(Task brief)
Starting with the line containing "# Task abstractions." and going on through the line containing "mod transform_fn;", return the lines of the data below exactly, and only those.

[Stored data]
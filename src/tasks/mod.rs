//! # Task abstractions.
//!
//! This module provides the task-related types:
//! - [`Transform`] - trait for the async per-input operation
//! - [`TransformFn`] - closure-backed transform implementation
//! - [`TransformRef`] - shared reference to a transform (`Arc<dyn Transform>`)
//! - `Task` - crate-private pairing of one input with its result index

mod task;
mod transform;
mod transform_fn;

pub(crate) use task::Task;
pub use transform::{Transform, TransformRef};
pub use transform_fn::TransformFn;
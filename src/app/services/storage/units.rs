//! Persisted sensor unit settings

use std::sync::Arc;
use tracing::{debug, warn};

use super::store::KeyValueStore;
use crate::Result;
use crate::app::models::{SensorKey, SensorUnitConfig};
use crate::constants::UNITS_STORAGE_KEY;

/// Write-through wrapper around [`SensorUnitConfig`]
#[derive(Debug)]
pub struct UnitSettings {
    store: Arc<dyn KeyValueStore>,
    units: SensorUnitConfig,
}

impl UnitSettings {
    /// Load unit settings; malformed JSON falls back to the defaults
    pub fn load(store: Arc<dyn KeyValueStore>) -> Result<Self> {
        let units = match store.get(UNITS_STORAGE_KEY)? {
            Some(json) => SensorUnitConfig::from_json(&json).unwrap_or_else(|e| {
                warn!("Ignoring malformed sensor units: {}", e);
                SensorUnitConfig::defaults()
            }),
            None => SensorUnitConfig::defaults(),
        };
        Ok(Self { store, units })
    }

    /// Write `next` to the store, then make it the in-memory state
    fn commit(&mut self, next: SensorUnitConfig) -> Result<()> {
        self.store.set(UNITS_STORAGE_KEY, &next.to_json()?)?;
        self.units = next;
        Ok(())
    }

    pub fn unit(&self, key: SensorKey) -> &str {
        self.units.unit(key)
    }

    pub fn units(&self) -> &SensorUnitConfig {
        &self.units
    }

    pub fn set_unit(&mut self, key: SensorKey, unit: &str) -> Result<()> {
        debug!("Setting unit for {} to '{}'", key, unit);
        let mut next = self.units.clone();
        next.set(key, unit.trim());
        self.commit(next)
    }

    pub fn reset_to_defaults(&mut self) -> Result<()> {
        self.commit(SensorUnitConfig::defaults())
    }
}
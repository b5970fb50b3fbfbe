//! Tests for key/value backends

use crate::app::services::storage::{JsonFileStore, KeyValueStore, MemoryStore};
use tempfile::TempDir;

#[test]
fn test_json_file_store_round_trip() {
    let temp_dir = TempDir::new().unwrap();
    let store = JsonFileStore::new(temp_dir.path().join("nested"));

    assert_eq!(store.get("datasenseLibraryFiles").unwrap(), None);

    store.set("datasenseLibraryFiles", "[]").unwrap();
    assert_eq!(
        store.get("datasenseLibraryFiles").unwrap().as_deref(),
        Some("[]")
    );
    assert!(store.path_for("datasenseLibraryFiles").exists());

    store.set("datasenseLibraryFiles", "[1]").unwrap();
    assert_eq!(
        store.get("datasenseLibraryFiles").unwrap().as_deref(),
        Some("[1]")
    );

    store.remove("datasenseLibraryFiles").unwrap();
    assert_eq!(store.get("datasenseLibraryFiles").unwrap(), None);
    // Removing a missing key is not an error
    store.remove("datasenseLibraryFiles").unwrap();
}

#[test]
fn test_memory_store() {
    let store = MemoryStore::new();
    store.set("k", "v").unwrap();
    assert_eq!(store.get("k").unwrap().as_deref(), Some("v"));
    store.remove("k").unwrap();
    assert_eq!(store.get("k").unwrap(), None);
}
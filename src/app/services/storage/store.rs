//! Key/value storage backends

use parking_lot::RwLock;
use std::collections::HashMap;
use std::fmt::Debug;
use std::path::{Path, PathBuf};
use tracing::debug;

use crate::{Error, Result};

/// String documents stored under fixed keys
pub trait KeyValueStore: Debug + Send + Sync {
    /// Read a document, `None` when the key has never been written
    fn get(&self, key: &str) -> Result<Option<String>>;

    fn set(&self, key: &str, value: &str) -> Result<()>;

    fn remove(&self, key: &str) -> Result<()>;
}

/// One `<key>.json` file per key inside a directory
#[derive(Debug, Clone)]
pub struct JsonFileStore {
    dir: PathBuf,
}

impl JsonFileStore {
    /// Create a store rooted at `dir`; the directory is created on first write
    pub fn new(dir: impl Into<PathBuf>) -> Self {
        Self { dir: dir.into() }
    }

    pub fn dir(&self) -> &Path {
        &self.dir
    }

    pub fn path_for(&self, key: &str) -> PathBuf {
        self.dir.join(format!("{}.json", key))
    }
}

impl KeyValueStore for JsonFileStore {
    fn get(&self, key: &str) -> Result<Option<String>> {
        let path = self.path_for(key);
        match std::fs::read_to_string(&path) {
            Ok(content) => Ok(Some(content)),
            Err(e) if e.kind() == std::io::ErrorKind::NotFound => Ok(None),
            Err(e) => Err(Error::io(format!("Failed to read {}", path.display()), e)),
        }
    }

    fn set(&self, key: &str, value: &str) -> Result<()> {
        std::fs::create_dir_all(&self.dir).map_err(|e| {
            Error::io(format!("Failed to create {}", self.dir.display()), e)
        })?;

        // Write-then-rename: readers never see a partial document
        let path = self.path_for(key);
        let tmp = path.with_extension("json.tmp");
        std::fs::write(&tmp, value)
            .map_err(|e| Error::io(format!("Failed to write {}", tmp.display()), e))?;
        std::fs::rename(&tmp, &path)
            .map_err(|e| Error::io(format!("Failed to replace {}", path.display()), e))?;

        debug!("Stored {} ({} bytes)", path.display(), value.len());
        Ok(())
    }

    fn remove(&self, key: &str) -> Result<()> {
        let path = self.path_for(key);
        match std::fs::remove_file(&path) {
            Ok(()) => Ok(()),
            Err(e) if e.kind() == std::io::ErrorKind::NotFound => Ok(()),
            Err(e) => Err(Error::io(format!("Failed to remove {}", path.display()), e)),
        }
    }
}

/// Process-local store for tests and ephemeral sessions
#[derive(Debug, Default)]
pub struct MemoryStore {
    values: RwLock<HashMap<String, String>>,
}

impl MemoryStore {
    pub fn new() -> Self {
        Self::default()
    }
}

impl KeyValueStore for MemoryStore {
    fn get(&self, key: &str) -> Result<Option<String>> {
        Ok(self.values.read().get(key).cloned())
    }

    fn set(&self, key: &str, value: &str) -> Result<()> {
        self.values
            .write()
            .insert(key.to_string(), value.to_string());
        Ok(())
    }

    fn remove(&self, key: &str) -> Result<()> {
        self.values.write().remove(key);
        Ok(())
    }
}
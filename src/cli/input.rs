//! Input discovery and interactive prompts
//!
//! Command-line paths may name files or directories. Directories are
//! searched (non-recursively) for accepted logger file extensions.

use crate::constants::ACCEPTED_EXTENSIONS;
use crate::{Error, Result};
use std::io::{self, Write};
use std::path::{Path, PathBuf};
use tracing::debug;

/// Expand command-line paths into the list of files to process
///
/// Files are kept in argument order, even when their extension is not
/// accepted; the batch reports those as failures. Files found inside a
/// directory are sorted by name.
pub fn collect_input_files(paths: &[PathBuf]) -> Result<Vec<PathBuf>> {
    let mut files = Vec::new();

    for path in paths {
        if path.is_dir() {
            let mut found = find_in_directory(path)?;
            debug!("Found {} files in {}", found.len(), path.display());
            found.sort();
            files.append(&mut found);
        } else {
            files.push(path.clone());
        }
    }

    Ok(files)
}

fn find_in_directory(dir: &Path) -> Result<Vec<PathBuf>> {
    let mut found = Vec::new();

    for extension in ACCEPTED_EXTENSIONS {
        // Match both lower- and upper-case extensions
        for candidate in [extension.to_string(), extension.to_ascii_uppercase()] {
            let pattern = dir.join(format!("*.{}", candidate));
            let pattern = pattern.to_string_lossy();
            let entries = glob::glob(&pattern).map_err(|e| {
                Error::configuration(format!("Invalid search pattern {}: {}", pattern, e))
            })?;

            for entry in entries {
                let path = entry.map_err(|e| {
                    Error::io(format!("Failed to read {}", e.path().display()), e.into_error())
                })?;
                if path.is_file() && !found.contains(&path) {
                    found.push(path);
                }
            }
        }
    }

    Ok(found)
}

/// Get user confirmation for an action
pub fn prompt_confirmation(message: &str, default_yes: bool) -> Result<bool> {
    let default_text = if default_yes { "Y/n" } else { "y/N" };

    loop {
        print!("{} [{}]: ", message, default_text);
        io::stdout()
            .flush()
            .map_err(|e| Error::io("Failed to flush stdout", e))?;

        let mut input = String::new();
        io::stdin()
            .read_line(&mut input)
            .map_err(|e| Error::io("Failed to read user input", e))?;

        match parse_confirmation(&input, default_yes) {
            Some(answer) => return Ok(answer),
            None => println!("Please enter 'y' for yes or 'n' for no."),
        }
    }
}

fn parse_confirmation(input: &str, default_yes: bool) -> Option<bool> {
    match input.trim().to_lowercase().as_str() {
        "" => Some(default_yes),
        "y" | "yes" => Some(true),
        "n" | "no" => Some(false),
        _ => None,
    }
}
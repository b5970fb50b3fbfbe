//! Column mapping for structured exports
//!
//! Header tokens follow the `Ch<N>_<Type>_<height>_<Stat>_<Unit>` convention.
//! Each sensor key is resolved by the ordered rule table in
//! [`COLUMN_RULES`](crate::constants::COLUMN_RULES).

use crate::app::models::SensorKey;
use crate::constants::{COLUMN_RULES, ColumnRule, SENSOR_COUNT};

/// Sensor key to column index mapping for one header row
#[derive(Debug, Clone, PartialEq, Eq)]
pub struct ColumnMapping {
    /// Column index per sensor key, in [`SensorKey::ALL`] order
    indices: [Option<usize>; SENSOR_COUNT],

    /// Number of tab-delimited tokens in the header
    header_width: usize,
}

impl ColumnMapping {
    /// Analyze a tab-delimited header line using the default rule table
    pub fn analyze(header_line: &str) -> Self {
        Self::analyze_with_rules(header_line, &COLUMN_RULES)
    }

    /// Analyze a header line with an explicit rule table
    ///
    /// For each rule the first header token containing both the channel and
    /// the statistic tag wins. Keys without a matching token stay absent.
    pub fn analyze_with_rules(header_line: &str, rules: &[ColumnRule]) -> Self {
        let headers: Vec<&str> = header_line.split('\t').map(str::trim).collect();
        let mut indices = [None; SENSOR_COUNT];

        for rule in rules {
            let slot = &mut indices[rule.key.index()];
            if slot.is_some() {
                continue;
            }
            *slot = headers
                .iter()
                .position(|h| h.contains(rule.channel) && h.contains(rule.statistic));
        }

        Self {
            indices,
            header_width: headers.len(),
        }
    }

    /// Get the column index for a sensor key, `None` when absent
    pub fn get_index(&self, key: SensorKey) -> Option<usize> {
        self.indices[key.index()]
    }

    /// Number of columns in the header row
    pub fn header_width(&self) -> usize {
        self.header_width
    }

    /// Number of sensor keys resolved to a column
    pub fn mapped_count(&self) -> usize {
        self.indices.iter().filter(|i| i.is_some()).count()
    }

    /// Sensor keys that could not be resolved
    pub fn missing_keys(&self) -> Vec<SensorKey> {
        SensorKey::ALL
            .into_iter()
            .filter(|key| self.get_index(*key).is_none())
            .collect()
    }
}
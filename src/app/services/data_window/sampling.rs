//! Fixed-stride downsampling for chart series

/// Downsample a series to at most `max_points` items
///
/// Takes every `ceil(len / max_points)`-th item starting with the first, so
/// the output preserves order and is deterministic. A series already within
/// the limit is returned unchanged.
pub fn downsample<T: Clone>(items: &[T], max_points: usize) -> Vec<T> {
    if max_points == 0 {
        return Vec::new();
    }
    if items.len() <= max_points {
        return items.to_vec();
    }

    let stride = items.len().div_ceil(max_points);
    items.iter().step_by(stride).cloned().collect()
}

(Result)
//! # Task abstractions.
//!
//! This module provides the task-related types:
//! - [`Transform`] - trait for the async per-input operation
//! - [`TransformFn`] - closure-backed transform implementation
//! - [`TransformRef`] - shared reference to a transform (`Arc<dyn Transform>`)
//! - `Task` - crate-private pairing of one input with its result index

mod task;
mod transform;
mod transform_fn;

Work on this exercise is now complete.